I miss my mother, the one who read this blog and thought I was brilliant. To be excited by the unfolding of my awareness and share it with the one person guaranteed to think I hung the moon is gone. I’m in the mood to ramble a little, I didn’t know I was going to write about her, but I used to ramble to her and she never minded. Or if she minded, she faked it really well. I can feel it, the need to talk guts and to be petted and stroked by on outside source. The awareness of that is hanging at the edges, so it may as well come into the light. To be completely honest about my insecurities is a great tool for release. I’m excited by the prospect of writing a small confessional today, to really own my need for acknowledgment and what I used my mother for in her life.
I write for the pleasure of hearing my own words in my head, purely selfish and gratifying. Seriously, why else write and put it out there if you don’t like what you are saying?
What I know for sure is that emotions are fleeting and it is my delight to honor them as they move through me. I am hyper aware that I am a river, always changing, flowing, and moving forward. I don’t think I’m alone in this practice, just that I want to talk about how amazing the ride is all the time.
My mother died in August, and the emotions that come with the occurrence have been interesting. Grief can caused tears to swell up and acceptance can lighten the density of the experience all within a span of seconds. I’m not stuck in any one way of being with this, and part of that is the knowing she is over my shoulder right now as I think of her.
The ability to pivot and choose how I feel is finely honed, and keenly used these days, even as I miss the human interaction with her spirit.
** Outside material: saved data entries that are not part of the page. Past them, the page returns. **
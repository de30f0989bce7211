// SPDX-FileCopyrightText: 2026 Pulso Contributors
// SPDX-License-Identifier: MIT OR Apache-2.0

//! Configuration model structs for the Pulso service.
//!
//! All structs use `#[serde(deny_unknown_fields)]` to reject unrecognized
//! config keys at startup, providing actionable error messages.

use serde::{Deserialize, Serialize};

/// Top-level Pulso configuration.
///
/// Loaded from TOML files following XDG hierarchy, with environment variable
/// overrides. All sections are optional and default to sensible values.
#[derive(Debug, Clone, Default, Deserialize, Serialize)]
#[serde(deny_unknown_fields)]
pub struct PulsoConfig {
    /// Service identity and logging settings.
    #[serde(default)]
    pub service: ServiceConfig,

    /// Webhook HTTP server settings.
    #[serde(default)]
    pub webhook: WebhookConfig,

    /// Storage backend settings.
    #[serde(default)]
    pub storage: StorageConfig,
}

/// Service identity and logging configuration.
#[derive(Debug, Clone, Deserialize, Serialize)]
#[serde(deny_unknown_fields)]
pub struct ServiceConfig {
    /// Display name of the service.
    #[serde(default = "default_service_name")]
    pub name: String,

    /// Logging level (trace, debug, info, warn, error).
    #[serde(default = "default_log_level")]
    pub log_level: String,

    /// Externally visible base URL, used only to display the webhook's own
    /// address. Falls back to the bind host/port when unset.
    #[serde(default)]
    pub public_base_url: Option<String>,
}

impl Default for ServiceConfig {
    fn default() -> Self {
        Self {
            name: default_service_name(),
            log_level: default_log_level(),
            public_base_url: None,
        }
    }
}

fn default_service_name() -> String {
    "pulso".to_string()
}

fn default_log_level() -> String {
    "info".to_string()
}

/// Webhook HTTP server configuration.
#[derive(Debug, Clone, Deserialize, Serialize)]
#[serde(deny_unknown_fields)]
pub struct WebhookConfig {
    /// Host address to bind.
    #[serde(default = "default_webhook_host")]
    pub host: String,

    /// Port to bind.
    #[serde(default = "default_webhook_port")]
    pub port: u16,
}

impl Default for WebhookConfig {
    fn default() -> Self {
        Self {
            host: default_webhook_host(),
            port: default_webhook_port(),
        }
    }
}

fn default_webhook_host() -> String {
    "127.0.0.1".to_string()
}

fn default_webhook_port() -> u16 {
    8787
}

/// Storage backend configuration.
#[derive(Debug, Clone, Deserialize, Serialize)]
#[serde(deny_unknown_fields)]
pub struct StorageConfig {
    /// Path to the SQLite database file.
    #[serde(default = "default_database_path")]
    pub database_path: String,

    /// Enable WAL (Write-Ahead Logging) mode for SQLite.
    #[serde(default = "default_wal_mode")]
    pub wal_mode: bool,
}

impl Default for StorageConfig {
    fn default() -> Self {
        Self {
            database_path: default_database_path(),
            wal_mode: default_wal_mode(),
        }
    }
}

fn default_database_path() -> String {
    dirs::data_dir()
        .map(|p| p.join("pulso").join("pulso.db"))
        .unwrap_or_else(|| std::path::PathBuf::from("pulso.db"))
        .to_string_lossy()
        .into_owned()
}

fn default_wal_mode() -> bool {
    true
}
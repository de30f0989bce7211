// SPDX-FileCopyrightText: 2026 Pulso Contributors
// SPDX-License-Identifier: MIT OR Apache-2.0

//! Domain types shared across the Pulso workspace.

use serde::{Deserialize, Serialize};
use strum::{Display, EnumString};

/// Free-form key-value passthrough carried alongside every event.
pub type Metadata = serde_json::Map<String, serde_json::Value>;

/// The originating messaging surface of an interaction event.
#[derive(
    Debug, Clone, Copy, PartialEq, Eq, Hash, Display, EnumString, Serialize, Deserialize,
)]
#[strum(serialize_all = "lowercase")]
#[serde(rename_all = "lowercase")]
pub enum Platform {
    Instagram,
    Whatsapp,
}

/// What kind of external action an interaction event records.
///
/// Semantics depend on the platform: `Comment` and `DmSent` originate from
/// Instagram automations, `GroupJoin` and `GroupLeave` from WhatsApp groups.
/// No cross-rule is enforced; the combination is caller-defined.
#[derive(
    Debug, Clone, Copy, PartialEq, Eq, Hash, Display, EnumString, Serialize, Deserialize,
)]
#[strum(serialize_all = "snake_case")]
#[serde(rename_all = "snake_case")]
pub enum EventType {
    Comment,
    DmSent,
    GroupJoin,
    GroupLeave,
}

impl Default for EventType {
    fn default() -> Self {
        Self::Comment
    }
}

/// A stored interaction event, as returned by the event store.
///
/// `id` and `created_at` are assigned by the store at insert time and are
/// immutable afterwards. Optional columns are populated according to the
/// platform-conditional rules enforced at ingestion.
#[derive(Debug, Clone, PartialEq, Serialize, Deserialize)]
pub struct Interaction {
    pub id: String,
    pub platform: Platform,
    pub event_type: EventType,
    pub full_name: String,
    pub response: String,
    #[serde(default, skip_serializing_if = "Option::is_none")]
    pub instagram_username: Option<String>,
    #[serde(default, skip_serializing_if = "Option::is_none")]
    pub keyword: Option<String>,
    #[serde(default, skip_serializing_if = "Option::is_none")]
    pub comment: Option<String>,
    #[serde(default, skip_serializing_if = "Option::is_none")]
    pub whatsapp_id: Option<String>,
    #[serde(default, skip_serializing_if = "Option::is_none")]
    pub group_name: Option<String>,
    #[serde(default)]
    pub metadata: Metadata,
    /// ISO 8601 UTC timestamp.
    pub created_at: String,
}

impl Interaction {
    /// The platform-scoped identity of the user behind this event.
    ///
    /// Instagram and WhatsApp handles live in separate namespaces: the same
    /// string on different platforms names two different users.
    pub fn user_handle(&self) -> &str {
        match self.platform {
            Platform::Instagram => self.instagram_username.as_deref(),
            Platform::Whatsapp => self.whatsapp_id.as_deref(),
        }
        .unwrap_or(&self.full_name)
    }
}

/// A fully validated Instagram event, ready for insertion.
#[derive(Debug, Clone, PartialEq)]
pub struct InstagramEvent {
    pub event_type: EventType,
    pub full_name: String,
    pub response: String,
    pub instagram_username: String,
    pub keyword: String,
    pub comment: String,
    pub metadata: Metadata,
}

/// A fully validated WhatsApp event, ready for insertion.
#[derive(Debug, Clone, PartialEq)]
pub struct WhatsappEvent {
    pub event_type: EventType,
    pub full_name: String,
    pub response: String,
    pub whatsapp_id: String,
    pub group_name: String,
    pub metadata: Metadata,
}

/// A normalized inbound event, keyed on the platform discriminant.
///
/// Validation produces one of these variants before any store call, so the
/// platform-conditional required fields are guaranteed by construction
/// rather than checked ad hoc at the persistence layer.
#[derive(Debug, Clone, PartialEq)]
pub enum NewInteraction {
    Instagram(InstagramEvent),
    Whatsapp(WhatsappEvent),
}

impl NewInteraction {
    pub fn platform(&self) -> Platform {
        match self {
            Self::Instagram(_) => Platform::Instagram,
            Self::Whatsapp(_) => Platform::Whatsapp,
        }
    }

    pub fn event_type(&self) -> EventType {
        match self {
            Self::Instagram(e) => e.event_type,
            Self::Whatsapp(e) => e.event_type,
        }
    }

    pub fn full_name(&self) -> &str {
        match self {
            Self::Instagram(e) => &e.full_name,
            Self::Whatsapp(e) => &e.full_name,
        }
    }
}

#[cfg(test)]
mod tests {
    use super::*;
    use std::str::FromStr;

    #[test]
    fn platform_roundtrips_through_strings() {
        for platform in [Platform::Instagram, Platform::Whatsapp] {
            let s = platform.to_string();
            assert_eq!(Platform::from_str(&s).unwrap(), platform);
        }
        assert_eq!(Platform::Instagram.to_string(), "instagram");
        assert!(Platform::from_str("telegram").is_err());
    }

    #[test]
    fn event_type_uses_snake_case_wire_names() {
        assert_eq!(EventType::DmSent.to_string(), "dm_sent");
        assert_eq!(EventType::from_str("group_join").unwrap(), EventType::GroupJoin);
        assert_eq!(EventType::from_str("group_leave").unwrap(), EventType::GroupLeave);
        assert!(EventType::from_str("story_reply").is_err());
    }

    #[test]
    fn event_type_defaults_to_comment() {
        assert_eq!(EventType::default(), EventType::Comment);
    }

    #[test]
    fn interaction_serializes_without_absent_optionals() {
        let row = Interaction {
            id: "i-1".to_string(),
            platform: Platform::Whatsapp,
            event_type: EventType::GroupJoin,
            full_name: "Maria".to_string(),
            response: "Bem-vinda!".to_string(),
            instagram_username: None,
            keyword: None,
            comment: None,
            whatsapp_id: Some("5511999999999@c.us".to_string()),
            group_name: Some("Grupo VIP".to_string()),
            metadata: Metadata::new(),
            created_at: "2026-01-01T00:00:00.000Z".to_string(),
        };
        let json = serde_json::to_value(&row).unwrap();
        assert_eq!(json["platform"], "whatsapp");
        assert_eq!(json["event_type"], "group_join");
        assert!(json.get("instagram_username").is_none());
        assert_eq!(json["whatsapp_id"], "5511999999999@c.us");
    }

    #[test]
    fn user_handle_is_platform_scoped() {
        let insta = Interaction {
            id: "i-2".to_string(),
            platform: Platform::Instagram,
            event_type: EventType::Comment,
            full_name: "João Silva".to_string(),
            response: "ok".to_string(),
            instagram_username: Some("joao".to_string()),
            keyword: Some("PROMO".to_string()),
            comment: Some("quero saber mais".to_string()),
            whatsapp_id: None,
            group_name: None,
            metadata: Metadata::new(),
            created_at: "2026-01-01T00:00:00.000Z".to_string(),
        };
        assert_eq!(insta.user_handle(), "joao");
    }

    #[test]
    fn new_interaction_accessors_match_variant() {
        let event = NewInteraction::Instagram(InstagramEvent {
            event_type: EventType::Comment,
            full_name: "João Silva".to_string(),
            response: "Enviamos os detalhes!".to_string(),
            instagram_username: "joao".to_string(),
            keyword: "PROMO".to_string(),
            comment: "quero saber mais".to_string(),
            metadata: Metadata::new(),
        });
        assert_eq!(event.platform(), Platform::Instagram);
        assert_eq!(event.event_type(), EventType::Comment);
        assert_eq!(event.full_name(), "João Silva");
    }
}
These are exciting times for my awareness, and I can’t help but feel please with myself. I would have shared that with her over coffee. As a child, I was taught that being please with myself was narcissistic, mom took up the slack and was my greatest supporter. So, who will be my cheerleader now if I don’t take on the roll? There must be a way to own my growing self-confidence even as I stay humble.
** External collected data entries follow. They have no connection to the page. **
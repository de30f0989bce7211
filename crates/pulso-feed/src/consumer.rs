// SPDX-FileCopyrightText: 2026 Pulso Contributors
// SPDX-License-Identifier: MIT OR Apache-2.0

//! Background consumer wiring the event store and the bus into a live feed.
//!
//! Startup order matters: the bus subscription is established before the
//! bulk read, so an insert landing between the two is never lost -- it is
//! buffered and applied after the load. The same ordering means a row can
//! appear both in the bulk result and as a buffered notification; the feed
//! keeps both (see [`crate::feed::LiveFeed`]).

use std::sync::Arc;

use tokio::sync::RwLock;
use tokio::task::JoinHandle;
use tokio_util::sync::CancellationToken;
use tracing::debug;

use pulso_bus::{EventBus, FeedEvent};
use pulso_core::{EventStore, Interaction, PulsoError};

use crate::feed::LiveFeed;

/// Owns the live feed and the background task that keeps it current.
pub struct FeedConsumer {
    feed: Arc<RwLock<LiveFeed>>,
    cancel: CancellationToken,
    task: JoinHandle<()>,
}

impl FeedConsumer {
    /// Subscribe to insertion notifications, perform the initial bulk read,
    /// and start pumping notifications into the feed.
    ///
    /// If the bulk read fails, the error is returned, the subscription is
    /// released, and no task is left running.
    pub async fn start(
        store: Arc<dyn EventStore>,
        bus: &EventBus,
    ) -> Result<Self, PulsoError> {
        let mut sub = bus.subscribe();
        let rows = store.list_recent(None).await?;

        let feed = Arc::new(RwLock::new(LiveFeed::new()));
        feed.write().await.load(rows);

        let cancel = CancellationToken::new();
        let task = tokio::spawn({
            let feed = Arc::clone(&feed);
            let cancel = cancel.clone();
            async move {
                loop {
                    tokio::select! {
                        _ = cancel.cancelled() => break,
                        event = sub.recv() => match event {
                            Some(FeedEvent::Inserted(row)) => {
                                feed.write().await.push(row);
                            }
                            None => break,
                        },
                    }
                }
                debug!("feed consumer task stopped");
            }
        });

        Ok(Self { feed, cancel, task })
    }

    /// Copy of the current sequence, newest first.
    pub async fn snapshot(&self) -> Vec<Interaction> {
        self.feed.read().await.rows().to_vec()
    }

    /// Cancel the pump task and release the subscription.
    pub async fn stop(self) {
        self.cancel.cancel();
        let _ = self.task.await;
    }
}
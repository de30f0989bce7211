// SPDX-FileCopyrightText: 2026 Pulso Contributors
// SPDX-License-Identifier: MIT OR Apache-2.0

//! Server-Sent Events live stream for dashboard subscribers.
//!
//! GET /v1/interactions/stream subscribes the connection to the event bus
//! and emits one event per stored row:
//!
//! ```text
//! event: insert
//! data: {"id": "...", "platform": "instagram", ...}
//! ```
//!
//! The subscription lives as long as the connection: when the client
//! disconnects, the stream (and its bus handle) is dropped.

use axum::extract::State;
use axum::response::sse::{Event, KeepAlive, Sse};
use futures::stream::Stream;

use pulso_bus::FeedEvent;

use crate::server::WebhookState;

/// GET /v1/interactions/stream
pub async fn stream_interactions(
    State(state): State<WebhookState>,
) -> Sse<impl Stream<Item = Result<Event, std::convert::Infallible>>> {
    let sub = state.bus.subscribe();

    let stream = futures::stream::unfold(sub, |mut sub| async move {
        match sub.recv().await {
            Some(FeedEvent::Inserted(row)) => {
                let data =
                    serde_json::to_string(&row).unwrap_or_else(|_| "{}".to_string());
                Some((Ok(Event::default().event("insert").data(data)), sub))
            }
            // Bus dropped: end the stream.
            None => None,
        }
    });

    Sse::new(stream).keep_alive(KeepAlive::default())
}
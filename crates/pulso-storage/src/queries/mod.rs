// SPDX-FileCopyrightText: 2026 Pulso Contributors
// SPDX-License-Identifier: MIT OR Apache-2.0

//! Typed query modules. All operations go through `&Database`.

pub mod interactions;
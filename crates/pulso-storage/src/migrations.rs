// SPDX-FileCopyrightText: 2026 Pulso Contributors
// SPDX-License-Identifier: MIT OR Apache-2.0

//! Embedded database migrations using refinery.
//!
//! SQL migration files are compiled into the binary at build time via
//! `embed_migrations!`. Migrations run automatically on database open.

use pulso_core::PulsoError;

mod embedded {
    use refinery::embed_migrations;
    embed_migrations!("migrations");
}

/// Run all pending migrations against the given connection.
///
/// Refinery tracks applied migrations in its own `refinery_schema_history` table.
pub fn run_migrations(conn: &mut rusqlite::Connection) -> Result<(), PulsoError> {
    embedded::migrations::runner().run(conn).map_err(|e| {
        PulsoError::Storage {
            source: Box::new(e),
        }
    })?;
    Ok(())
}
Lately, what I write in the morning may be clear and accurate, only to shift direction by late afternoon. And its perfect just as it is. These acknowledgments are for my own unfolding, even as I put it out there for anyone to stumble across. I think if I had anything to ask it would be that you don’t hold me to any of these writings too firmly. I am equal parts confidence and uncertainty. I think when I say “let’s talk guts” what I’m really proclaiming is that I’m not here to stay static or stagnant. It is my express desire to shift and move beyond my banks, to swell in capacity, and to let others do the same.
To own where I am in each moment seems to shift me into higher states of being. Too much of this world is surface and polish, and I just don’t have the time to fake anything. I want alignment with awareness, in all ways and always. Getting to know myself, really be honest with each twist and turn of my psyche is riveting work. It makes me feel more compassion for others, and creates more allowing within my experience for the perceived follies of those around me. I have so many myself and still I have a great love of this human that I am. How can that love not be extended outward?
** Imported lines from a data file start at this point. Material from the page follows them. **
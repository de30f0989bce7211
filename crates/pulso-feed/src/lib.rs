// SPDX-FileCopyrightText: 2026 Pulso Contributors
// SPDX-License-Identifier: MIT OR Apache-2.0

//! Live feed for the Pulso dashboard.
//!
//! Mirrors the interaction table in memory: one bulk read at startup, then
//! one prepend per insertion notification from the bus. Aggregates are pure
//! functions over the mirrored sequence.

pub mod aggregate;
pub mod consumer;
pub mod feed;

pub use aggregate::{DashboardSnapshot, DayBucket, PlatformCounts};
pub use consumer::FeedConsumer;
pub use feed::LiveFeed;
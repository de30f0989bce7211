// SPDX-FileCopyrightText: 2026 Pulso Contributors
// SPDX-License-Identifier: MIT OR Apache-2.0

//! Dashboard aggregates: pure functions over the in-memory row sequence.
//!
//! Nothing here holds state. Every metric is recomputed from the slice the
//! caller passes in, so the same functions serve the live feed, the stats
//! endpoint, and tests.

use std::collections::HashSet;

use chrono::{DateTime, Days, NaiveDate};
use serde::Serialize;

use pulso_core::{Interaction, Platform};

/// Number of days covered by the trailing histogram, including today.
pub const HISTOGRAM_DAYS: u64 = 7;

/// Per-platform event counts.
#[derive(Debug, Clone, Copy, Default, PartialEq, Eq, Serialize)]
pub struct PlatformCounts {
    pub instagram: usize,
    pub whatsapp: usize,
}

/// One day of the trailing histogram. Days with zero events are present
/// with a count of 0, never absent.
#[derive(Debug, Clone, Copy, PartialEq, Eq, Serialize)]
pub struct DayBucket {
    pub day: NaiveDate,
    pub count: usize,
}

/// The full derived dashboard view.
#[derive(Debug, Clone, Serialize)]
pub struct DashboardSnapshot {
    pub total: usize,
    pub platforms: PlatformCounts,
    pub unique_users: usize,
    pub unique_keywords: usize,
    pub histogram: Vec<DayBucket>,
}

/// Count events per platform.
pub fn platform_counts(rows: &[Interaction]) -> PlatformCounts {
    let mut counts = PlatformCounts::default();
    for row in rows {
        match row.platform {
            Platform::Instagram => counts.instagram += 1,
            Platform::Whatsapp => counts.whatsapp += 1,
        }
    }
    counts
}

/// Count distinct users.
///
/// Identities are namespaced per platform: an Instagram username and a
/// WhatsApp id with the same string value are two users, not one.
pub fn unique_users(rows: &[Interaction]) -> usize {
    rows.iter()
        .map(|row| (row.platform, row.user_handle()))
        .collect::<HashSet<_>>()
        .len()
}

/// Count distinct trigger keywords across all events that carry one.
pub fn unique_keywords(rows: &[Interaction]) -> usize {
    rows.iter()
        .filter_map(|row| row.keyword.as_deref())
        .collect::<HashSet<_>>()
        .len()
}

/// Bucket events by day over the trailing window ending at `today`.
///
/// Returns exactly [`HISTOGRAM_DAYS`] buckets, oldest first. Rows outside
/// the window or with unparseable timestamps are ignored.
pub fn daily_histogram(rows: &[Interaction], today: NaiveDate) -> Vec<DayBucket> {
    let mut buckets: Vec<DayBucket> = (0..HISTOGRAM_DAYS)
        .rev()
        .filter_map(|offset| today.checked_sub_days(Days::new(offset)))
        .map(|day| DayBucket { day, count: 0 })
        .collect();

    for row in rows {
        let Some(day) = event_day(row) else { continue };
        if let Some(bucket) = buckets.iter_mut().find(|b| b.day == day) {
            bucket.count += 1;
        }
    }

    buckets
}

/// Keep only the events that occurred on `day`.
pub fn filter_day(rows: &[Interaction], day: NaiveDate) -> Vec<Interaction> {
    rows.iter()
        .filter(|row| event_day(row) == Some(day))
        .cloned()
        .collect()
}

/// One derived-view pass: optional single-day filter, then all aggregates.
pub fn snapshot(rows: &[Interaction], today: NaiveDate, day: Option<NaiveDate>) -> DashboardSnapshot {
    let filtered;
    let rows = match day {
        Some(day) => {
            filtered = filter_day(rows, day);
            filtered.as_slice()
        }
        None => rows,
    };

    DashboardSnapshot {
        total: rows.len(),
        platforms: platform_counts(rows),
        unique_users: unique_users(rows),
        unique_keywords: unique_keywords(rows),
        histogram: daily_histogram(rows, today),
    }
}

/// The UTC calendar day an event was stored on.
fn event_day(row: &Interaction) -> Option<NaiveDate> {
    DateTime::parse_from_rfc3339(&row.created_at)
        .ok()
        .map(|dt| dt.date_naive())
}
The past few days have been ones of undulating awareness. Nothing I can put my finger on or grasp-a-hold-of, but there is a whiff of something just there hanging at the edges. These shifts are made of subtle stuff, the recognition of them takes fine tuning. But the tools for alignment are never far. Good music, conversation, movement, creativity, I know how to walk this path and feel so much gratitude for those who have shown me how. It’s time to let the remaining barriers towards self-love all the way down and just accept that I will always be a work in progress.